The Arrangement Agreement also includes a non-solicitation covenant on the part of Aldridge, subject to a right to match provision and customary fiduciary out provisions, and provides for the payment of a termination fee of Cdn.$200,000 to Virtus in certain circumstances.
Under the Arrangement, each Aldridge Share (other than Aldridge Shares then held by Virtus) will be transferred for a payment of Cdn.$0.10 in cash and each outstanding stock option of Aldridge will be cancelled at the effective time of the Arrangement in exchange for a cash payment equal to the greater of: $0.10 less the exercise price of that option; and (y) Cdn.$0.005.

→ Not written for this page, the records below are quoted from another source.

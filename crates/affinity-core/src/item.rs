//! Indexed entities.
//!
//! An item is identified solely by its canonical key. Tags, score and
//! payload are attributes that may change without changing identity, so
//! equality and hashing look at the key and nothing else.

use serde::{Deserialize, Serialize};
use std::borrow::Borrow;
use std::collections::BTreeSet;
use std::fmt;
use std::hash::{Hash, Hasher};

/// Canonical form of a free-text name: trimmed, inner whitespace runs
/// collapsed to one space, lower-cased.
pub fn normalize(text: &str) -> String {
    text.split_whitespace()
        .map(str::to_lowercase)
        .collect::<Vec<_>>()
        .join(" ")
}

/// Canonical identity of an item.
///
/// Deserialization re-normalizes, so keys read from a snapshot are always
/// canonical.
#[derive(Debug, Clone, PartialEq, Eq, PartialOrd, Ord, Hash, Serialize, Deserialize)]
#[serde(from = "String", into = "String")]
pub struct ItemKey(String);

impl ItemKey {
    /// Builds a key from free text, normalizing it.
    pub fn new(text: &str) -> Self {
        Self(normalize(text))
    }

    pub fn as_str(&self) -> &str {
        &self.0
    }
}

impl fmt::Display for ItemKey {
    fn fmt(&self, f: &mut fmt::Formatter<'_>) -> fmt::Result {
        f.write_str(&self.0)
    }
}

impl From<&str> for ItemKey {
    fn from(text: &str) -> Self {
        Self::new(text)
    }
}

impl From<String> for ItemKey {
    fn from(text: String) -> Self {
        Self::new(&text)
    }
}

impl From<ItemKey> for String {
    fn from(key: ItemKey) -> Self {
        key.0
    }
}

impl Borrow<str> for ItemKey {
    fn borrow(&self) -> &str {
        &self.0
    }
}

impl AsRef<str> for ItemKey {
    fn as_ref(&self) -> &str {
        &self.0
    }
}

/// Opaque payload carried by an item.
///
/// Stored as raw bytes so snapshots stay self-describing-format agnostic.
/// JSON helpers cover the common case of structured metadata.
#[derive(Debug, Clone, Default, PartialEq, Eq, Serialize, Deserialize)]
#[serde(transparent)]
pub struct Payload(Vec<u8>);

impl Payload {
    pub fn new(bytes: impl Into<Vec<u8>>) -> Self {
        Self(bytes.into())
    }

    /// Encodes any serializable value as a JSON payload.
    pub fn from_json<T: Serialize>(value: &T) -> serde_json::Result<Self> {
        serde_json::to_vec(value).map(Self)
    }

    /// Decodes a JSON payload.
    pub fn to_json<T: serde::de::DeserializeOwned>(&self) -> serde_json::Result<T> {
        serde_json::from_slice(&self.0)
    }

    pub fn as_bytes(&self) -> &[u8] {
        &self.0
    }

    pub fn is_empty(&self) -> bool {
        self.0.is_empty()
    }
}

/// An indexed entity.
#[derive(Debug, Clone, Serialize, Deserialize)]
pub struct Item {
    /// Canonical identity, derived from `name`.
    pub key: ItemKey,

    /// Display name as supplied by the caller.
    pub name: String,

    /// Descriptive tags (genres, topics, labels).
    pub tags: BTreeSet<String>,

    /// Optional numeric score, e.g. a rating.
    pub score: Option<f64>,

    /// Caller-defined data.
    pub payload: Payload,
}

impl Item {
    /// Creates an item with no tags, score or payload.
    pub fn new(name: impl Into<String>) -> Self {
        let name = name.into();
        Self {
            key: ItemKey::new(&name),
            name,
            tags: BTreeSet::new(),
            score: None,
            payload: Payload::default(),
        }
    }

    pub fn with_tags<I, S>(mut self, tags: I) -> Self
    where
        I: IntoIterator<Item = S>,
        S: Into<String>,
    {
        self.tags.extend(tags.into_iter().map(Into::into));
        self
    }

    pub fn with_score(mut self, score: f64) -> Self {
        self.score = Some(score);
        self
    }

    pub fn with_payload(mut self, payload: Payload) -> Self {
        self.payload = payload;
        self
    }

    /// Number of tags this item shares with `other`.
    pub fn shared_tags(&self, other: &Item) -> usize {
        self.tags.intersection(&other.tags).count()
    }
}

impl PartialEq for Item {
    fn eq(&self, other: &Self) -> bool {
        self.key == other.key
    }
}

impl Eq for Item {}

impl Hash for Item {
    fn hash<H: Hasher>(&self, state: &mut H) {
        self.key.hash(state);
    }
}
//! Affinity Core - Entities and the ranking priority queue
//!
//! This crate holds the leaf types everything else is built from:
//!
//! - [`ItemKey`] and [`Item`]: canonical identity plus mutable attributes
//! - [`Relation`]: a weighted, unordered pair of items
//! - [`PriorityQueue`]: a binary min-heap with a position map, supporting
//!   membership tests and re-prioritization in both directions
//!
//! # Example
//!
//! ```
//! use affinity_core::{Item, PriorityQueue, Relation};
//!
//! let a = Item::new("Cowboy Bebop").with_tags(["space", "noir"]);
//! let b = Item::new("Trigun").with_tags(["space", "western"]);
//! let relation = Relation::new(a.key.clone(), b.key.clone(), 1.5).unwrap();
//! assert_eq!(relation.other(&a.key), Some(&b.key));
//!
//! let mut queue = PriorityQueue::new();
//! queue.insert("b", 2.0).unwrap();
//! queue.insert("a", 1.0).unwrap();
//! assert_eq!(queue.pop().unwrap(), ("a", 1.0));
//! ```

mod error;
mod item;
mod queue;
mod relation;

pub use error::{Error, Result};
pub use item::{normalize, Item, ItemKey, Payload};
pub use queue::PriorityQueue;
pub use relation::Relation;
//! Error vocabulary shared by every Affinity crate.

use thiserror::Error;

/// Semantic failures raised by the in-memory structures.
///
/// There is no I/O in this crate, so every variant describes a broken
/// precondition rather than a transient fault.
#[derive(Error, Debug, Clone, PartialEq)]
pub enum Error {
    /// An operation referenced an identity that is not present.
    #[error("not found: {0}")]
    NotFound(String),

    /// A low-level insert collided with an existing identity.
    #[error("already exists: {0}")]
    AlreadyExists(String),

    /// A weight or structural invariant would be broken.
    #[error("invariant violation: {0}")]
    InvariantViolation(String),

    /// `pop`/`peek` on an empty queue or result.
    #[error("collection is empty")]
    EmptyCollection,

    /// A traversal observed its cancellation token.
    #[error("operation cancelled")]
    Cancelled,
}

pub type Result<T> = std::result::Result<T, Error>;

In addition, Virtus has agreed to loan (the “Loan”) to the Company up to US$700,000.
The Loan bears interest at 4% per annum and will be due and payable by the Company on demand, provided that that no demand may be made prior to the earlier of December 31, 2018 and the occurrence of an event of default under the Loan agreement.
Events of default include certain breaches of the agreement governing the Loan and the termination of the Arrangement Agreement.
Complete details of the Arrangement are set out in the Arrangement Agreement, which will be filed by Aldridge on SEDAR and will be available for viewing under Aldridge’s profile at www.sedar.com.
It is anticipated that the Aldridge Meeting to consider the Arrangement will be held in November 2018. The parties expect that the transaction will be completed shortly after the Meeting, subject to satisfaction of all conditions to closing.
The Company is exempt from the requirement to obtain a formal valuation in connection with the Arrangement under applicable securities laws, because the Aldridge Shares are listed on the TSX Venture Exchange rather than on the Toronto Stock Exchange or another prescribed exchange.
McCarthy Tetrault LLP is acting as legal counsel to Aldridge and Pilot Law LLP is acting as legal counsel to the Special Committee. Ernst & Young LLP is acting as financial advisor to Aldridge.
Gowling WLG (Canada) LLP is acting as legal counsel to Virtus.